I’m wondering if it is possible to specify and use a general network or host storage location, NFS mount, host folder or something else within a pipeline definition such that it could be mounted at a specified location in one or more operator containers? I’m working with very large (multi-TB) image datasets that already exist on fast storage that I’d like to directly mount into an operator container to use rather than going through the payload mechanism. Instead I’d like to just use payloads for managing job parameters and meta-data etc.
It seems as if our data was in DICOM format or in a PACS system it would probably be ok with supported mechanisms, however this is not applicable or viable in our case.
I’d be happy to hear of any possible workarounds or hacks etc.
There’s nothing preventing this from happen other than the manner in which your network, and the Kubernetes cluster Clara Deploy is deployed into, are configured. A pipeline-job operator is just another containerized process running on the cluster and can have access to anything you grant it access to.
The only officially supported method is to use the payloads system. This is because Clara Platform can ensure that the data is reachable by pipeline-job operators before deploying them.
Unlike Pipeline Service definition that can use
$(NVIDIA_CLARA_SERVICE_DATA_PATH) for referencing
/clara/model folder at host, using such common folder is not available for operator definition in Pipeline Definition file for now. We are sorry about that.
One workaround you can use is as follows.
It assumes that you have a root permission to the machine that Clara Platform is running.
1. Create pipeline and job as usual (but without input image data)
PAYLOAD_ID, you can find where the input is available at host machine.
/clara/payloads/<PAYLOAD_ID> by default).
In the following example, we upload a payload with only configs folder.

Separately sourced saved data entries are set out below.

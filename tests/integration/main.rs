//! End-to-end tests driving the router with the in-memory repository,
//! in-memory sessions and a captured mail queue

mod admin_flow;
mod booking_flow;

use std::sync::Arc;

use axum::{
    body::{to_bytes, Body},
    http::{header, Request, StatusCode},
    response::Response,
    Router,
};
use serde_json::Value;
use tokio::sync::mpsc::Receiver;
use tower::ServiceExt;

use bookings_server::{
    api,
    config::{AppConfig, SessionBackendKind},
    models::MailData,
    repository::MemoryRepository,
    services::{
        mail::Mailer,
        session::{MemorySessionBackend, SessionStore},
        Services,
    },
    AppState,
};

pub struct TestApp {
    pub app: Router,
    pub repo: Arc<MemoryRepository>,
    pub mail: Receiver<MailData>,
    cookie: Option<String>,
}

pub struct TestResponse {
    pub status: StatusCode,
    pub location: Option<String>,
    pub body: Value,
}

impl TestApp {
    pub fn new() -> Self {
        let mut config = AppConfig::default();
        config.session.backend = SessionBackendKind::Memory;
        config.email.staff_address = "staff@here.com".to_string();

        let repo = Arc::new(MemoryRepository::with_rooms(&["General's Quarters", "Major's Suite"]));
        let (mailer, mail) = Mailer::channel(10);
        let services = Services::new(
            repo.clone(),
            SessionStore::new(Arc::new(MemorySessionBackend::new())),
            mailer,
            config.email.clone(),
        );
        let app = api::router(AppState {
            config: Arc::new(config),
            services: Arc::new(services),
        });

        Self {
            app,
            repo,
            mail,
            cookie: None,
        }
    }

    pub async fn get(&mut self, uri: &str) -> TestResponse {
        let request = Request::builder().method("GET").uri(uri);
        self.send(request, Body::empty()).await
    }

    pub async fn post_form(&mut self, uri: &str, fields: &[(&str, &str)]) -> TestResponse {
        let body = fields
            .iter()
            .map(|(k, v)| format!("{}={}", encode(k), encode(v)))
            .collect::<Vec<_>>()
            .join("&");
        let request = Request::builder()
            .method("POST")
            .uri(uri)
            .header(header::CONTENT_TYPE, "application/x-www-form-urlencoded");
        self.send(request, Body::from(body)).await
    }

    async fn send(&mut self, mut request: axum::http::request::Builder, body: Body) -> TestResponse {
        if let Some(cookie) = &self.cookie {
            request = request.header(header::COOKIE, cookie);
        }
        let response = self
            .app
            .clone()
            .oneshot(request.body(body).unwrap())
            .await
            .unwrap();
        self.read(response).await
    }

    async fn read(&mut self, response: Response) -> TestResponse {
        if let Some(set_cookie) = response.headers().get(header::SET_COOKIE) {
            let pair = set_cookie.to_str().unwrap().split(';').next().unwrap();
            self.cookie = Some(pair.to_string());
        }
        let status = response.status();
        let location = response
            .headers()
            .get(header::LOCATION)
            .map(|l| l.to_str().unwrap().to_string());
        let bytes = to_bytes(response.into_body(), usize::MAX).await.unwrap();
        let body = if bytes.is_empty() {
            Value::Null
        } else {
            serde_json::from_slice(&bytes).unwrap_or(Value::Null)
        };
        TestResponse {
            status,
            location,
            body,
        }
    }
}

impl TestResponse {
    pub fn assert_redirect(&self, to: &str) {
        assert_eq!(self.status, StatusCode::SEE_OTHER, "body: {}", self.body);
        assert_eq!(self.location.as_deref(), Some(to));
    }

    pub fn template(&self) -> &str {
        self.body["template"].as_str().unwrap_or("")
    }
}

fn encode(value: &str) -> String {
    value
        .bytes()
        .map(|b| match b {
            b'A'..=b'Z' | b'a'..=b'z' | b'0'..=b'9' | b'-' | b'_' | b'.' => (b as char).to_string(),
            _ => format!("%{:02X}", b),
        })
        .collect()
}

#[tokio::test]
async fn test_health_check() {
    let mut app = TestApp::new();
    let response = app.get("/health").await;
    assert_eq!(response.status, StatusCode::OK);
    assert_eq!(response.body["status"], "healthy");
    assert_eq!(response.body["rooms"], 2);
    assert_eq!(response.body["sessions"], "memory");
}

#[tokio::test]
async fn test_session_cookie_is_issued_once() {
    let mut app = TestApp::new();
    app.get("/search-availability").await;
    let first = app.cookie.clone().unwrap();
    assert!(first.starts_with("bookings_session="));

    app.get("/search-availability").await;
    assert_eq!(app.cookie.as_deref(), Some(first.as_str()));
}
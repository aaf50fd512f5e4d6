use axum::http::StatusCode;
use bookings_server::{
    models::{restriction::RESTRICTION_OWNER_BLOCK, NewRoomRestriction},
    repository::BookingRepository,
};
use chrono::NaiveDate;

use crate::TestApp;

fn d(s: &str) -> NaiveDate {
    NaiveDate::parse_from_str(s, "%Y-%m-%d").unwrap()
}

#[tokio::test]
async fn test_guest_books_a_room() {
    let mut app = TestApp::new();

    let response = app
        .post_form("/search-availability", &[("start", "2024-06-01"), ("end", "2024-06-03")])
        .await;
    assert_eq!(response.status, StatusCode::OK);
    assert_eq!(response.template(), "choose-room.page.tmpl");
    assert_eq!(response.body["data"]["rooms"].as_array().unwrap().len(), 2);

    app.get("/choose-room/2").await.assert_redirect("/make-reservation");

    let response = app.get("/make-reservation").await;
    assert_eq!(response.template(), "make-reservation.page.tmpl");
    assert_eq!(response.body["string_map"]["start_date"], "2024-06-01");
    assert_eq!(response.body["data"]["reservation"]["room_name"], "Major's Suite");

    let response = app
        .post_form(
            "/make-reservation",
            &[
                ("first_name", "Al"),
                ("last_name", "Smith"),
                ("email", "al@smith.com"),
                ("phone", "555"),
            ],
        )
        .await;
    assert_eq!(response.status, StatusCode::OK);
    assert_eq!(response.template(), "make-reservation.page.tmpl");
    assert!(response.body["form"]["errors"]["first_name"].is_array());
    assert!(app.repo.reservations().await.is_empty());

    app.post_form(
        "/make-reservation",
        &[
            ("first_name", "John"),
            ("last_name", "Smith"),
            ("email", "john@smith.com"),
            ("phone", "555"),
        ],
    )
    .await
    .assert_redirect("/reservation-summary");

    let reservations = app.repo.reservations().await;
    assert_eq!(reservations.len(), 1);
    assert_eq!(reservations[0].room_id, 2);
    let restrictions = app.repo.restrictions().await;
    assert_eq!(restrictions.len(), 1);
    assert_eq!(restrictions[0].reservation_id, Some(reservations[0].id));

    let guest_mail = app.mail.recv().await.unwrap();
    assert_eq!(guest_mail.to, "john@smith.com");
    assert_eq!(guest_mail.subject, "Reservation Confirmation");
    let staff_mail = app.mail.recv().await.unwrap();
    assert_eq!(staff_mail.to, "staff@here.com");

    let response = app.get("/reservation-summary").await;
    assert_eq!(response.template(), "reservation-summary.page.tmpl");
    assert_eq!(response.body["data"]["reservation"]["guest"]["first_name"], "John");

    app.get("/reservation-summary")
        .await
        .assert_redirect("/search-availability");
    let response = app.get("/search-availability").await;
    assert_eq!(response.body["error"], "Can't get reservation from session");
}

#[tokio::test]
async fn test_no_availability_redirects_to_search() {
    let mut app = TestApp::new();
    for room_id in [1, 2] {
        app.repo
            .insert_room_restriction(&NewRoomRestriction {
                start_date: d("2050-01-01"),
                end_date: d("2060-01-01"),
                room_id,
                reservation_id: None,
                restriction_id: RESTRICTION_OWNER_BLOCK,
            })
            .await
            .unwrap();
    }

    app.post_form("/search-availability", &[("start", "2050-01-01"), ("end", "2050-01-05")])
        .await
        .assert_redirect("/search-availability");

    let response = app.get("/search-availability").await;
    assert_eq!(response.body["error"], "No availability");

    // one-shot
    let response = app.get("/search-availability").await;
    assert_eq!(response.body["error"], "");
}

#[tokio::test]
async fn test_invalid_dates_are_rejected() {
    let mut app = TestApp::new();
    app.post_form("/search-availability", &[("start", "2024-06-05"), ("end", "2024-06-01")])
        .await
        .assert_redirect("/search-availability");
    app.post_form("/search-availability", &[("start", "junk"), ("end", "2024-06-01")])
        .await
        .assert_redirect("/search-availability");
    assert!(app.repo.reservations().await.is_empty());
}

#[tokio::test]
async fn test_direct_booking_link() {
    let mut app = TestApp::new();
    app.get("/book-room?id=1&s=2024-06-01&e=2024-06-04")
        .await
        .assert_redirect("/make-reservation");

    let response = app.get("/make-reservation").await;
    assert_eq!(response.body["data"]["reservation"]["room_name"], "General's Quarters");
    assert_eq!(response.body["string_map"]["end_date"], "2024-06-04");

    app.get("/book-room?id=7&s=2024-06-01&e=2024-06-04")
        .await
        .assert_redirect("/search-availability");
}

#[tokio::test]
async fn test_malformed_booking_link() {
    let mut app = TestApp::new();
    app.get("/book-room?id=abc&s=2024-06-01&e=2024-06-04")
        .await
        .assert_redirect("/search-availability");
    let response = app.get("/search-availability").await;
    assert_eq!(response.body["error"], "Missing url parameter");

    app.get("/book-room?s=2024-06-01")
        .await
        .assert_redirect("/search-availability");
    assert!(app.repo.reservations().await.is_empty());
}

#[tokio::test]
async fn test_choose_room_without_search() {
    let mut app = TestApp::new();
    app.get("/choose-room/1").await.assert_redirect("/search-availability");
    app.get("/make-reservation").await.assert_redirect("/search-availability");
}

#[tokio::test]
async fn test_availability_json() {
    let mut app = TestApp::new();
    app.repo
        .insert_block_for_room_restriction(1, d("2024-06-10"))
        .await
        .unwrap();

    let response = app
        .post_form(
            "/search-availability-json",
            &[("start", "2024-06-09"), ("end", "2024-06-12"), ("room_id", "1")],
        )
        .await;
    assert_eq!(response.body["ok"], false);
    assert_eq!(response.body["room_id"], "1");

    let response = app
        .post_form(
            "/search-availability-json",
            &[("start", "2024-06-11"), ("end", "2024-06-12"), ("room_id", "1")],
        )
        .await;
    assert_eq!(response.body["ok"], true);
    assert_eq!(response.body["start_date"], "2024-06-11");
}

#[tokio::test]
async fn test_availability_json_reversed_dates() {
    let mut app = TestApp::new();
    let response = app
        .post_form(
            "/search-availability-json",
            &[("start", "2024-06-12"), ("end", "2024-06-09"), ("room_id", "1")],
        )
        .await;
    assert_eq!(response.body["ok"], false);
    assert_eq!(response.body["message"], "Invalid dates");
}
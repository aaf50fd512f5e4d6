//! Staff user model

use chrono::{DateTime, Utc};
use serde::{Deserialize, Serialize};
use sqlx::FromRow;

/// Staff account allowed into the admin area
#[derive(Debug, Clone, Serialize, Deserialize, FromRow)]
pub struct User {
    pub id: i32,
    pub first_name: String,
    pub last_name: String,
    pub email: String,
    /// Argon2 password hash
    #[serde(skip_serializing)]
    pub password: String,
    pub access_level: i32,
    pub created_at: Option<DateTime<Utc>>,
    pub updated_at: Option<DateTime<Utc>>,
}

$ clara create jobs -n ai-test -p ead19e59043c4fa4b1e9b6dafeee040b -f input/
Payload uploaded successfully.
$ tree /clara/payloads/c0ee2b25b0b7400d90a44e0f45853059/
│ ├── configs
│ │ ├── config.txt
│ │ └── metadata.txt
2. Bind input data to the payload folder
Let’s assume that the big input image data is available at
/ssd/data, you can bind(symbolic link won’t work) the folder into the payload folder.
It assumes that the first operator would use
/input/data folder in the container for loading input image data,
sudo mkdir -p /clara/payloads/c0ee2b25b0b7400d90a44e0f45853059/input/data
sudo mount --bind /ssd/data /clara/payloads/c0ee2b25b0b7400d90a44e0f45853059/input/data
3. Start job
clara start job -j 2ec2af3c08e5459ea77363dbd64e40b5
4. Unbind folder
Don’t forget to unbind folder once the job is finished.
sudo umount /clara/payloads/c0ee2b25b0b7400d90a44e0f45853059/input/data
Thanks @gigony and @jwyman,
I did discover $(NVIDIA_CLARA_SERVICE_DATA_PATH) yesterday and tried (unsuccessfully) to use it in both the a operator container and pipeline definition file. I’m happy that you have confirmed this is not an option.
The approach of binding folders is interesting, however in the solution I am currently developing all job creation and control is being done via GPRC API calls from a remote client so I’m a bit constrained as to what extra operations I can do in this context.
It appears as though I may be able to use a Kubernetes persistent volume in some way, however my current work with Clara is my first exposure to Kubernetes (I’ve been using Docker for years) and I am a bit unsure of how to configure this specifically for my pipeline operator containers.
I also thought I may have been able to achieve what I was looking for via some use of Clara “Services” , however it seems that these are on the way of being phased out.
I’ll keep thinking and trying out some of the things you have suggested.
I am unsure of your actual use case here, but if you’re looking to avoid uploading the same input multiple times, I recommend that you look at our reusable payload feature. Reusable payloads support publishing of data once and then inclusion in any number of pipeline-jobs as input.
I’m having a play with this now, it may be one way to get around my issue.
The main thing i’m trying to avoid it having to minimize the number of large file transfers from one system to another. Our datasets (HDF5 files) are already sitting in well organised and referenced locations and I was hoping to just refer to them in a “job definition” file that gets submitted to the payload feature. Ideally, I would then like to access them directly from the operator containers.
BTW, is there any actual difference in the two PayloadsCreateRequest messages defined in sections 17.52 & 17.60 of the online API docs? They seem to be exactly the same to me.
Adding to the message above, if the docs are correct I can’t currently see how to create a payload of type PAYLOAD_TYPE_REUSABLE as there doesn’t appear to be a mechanism to differentiate the creation of different types of payloads.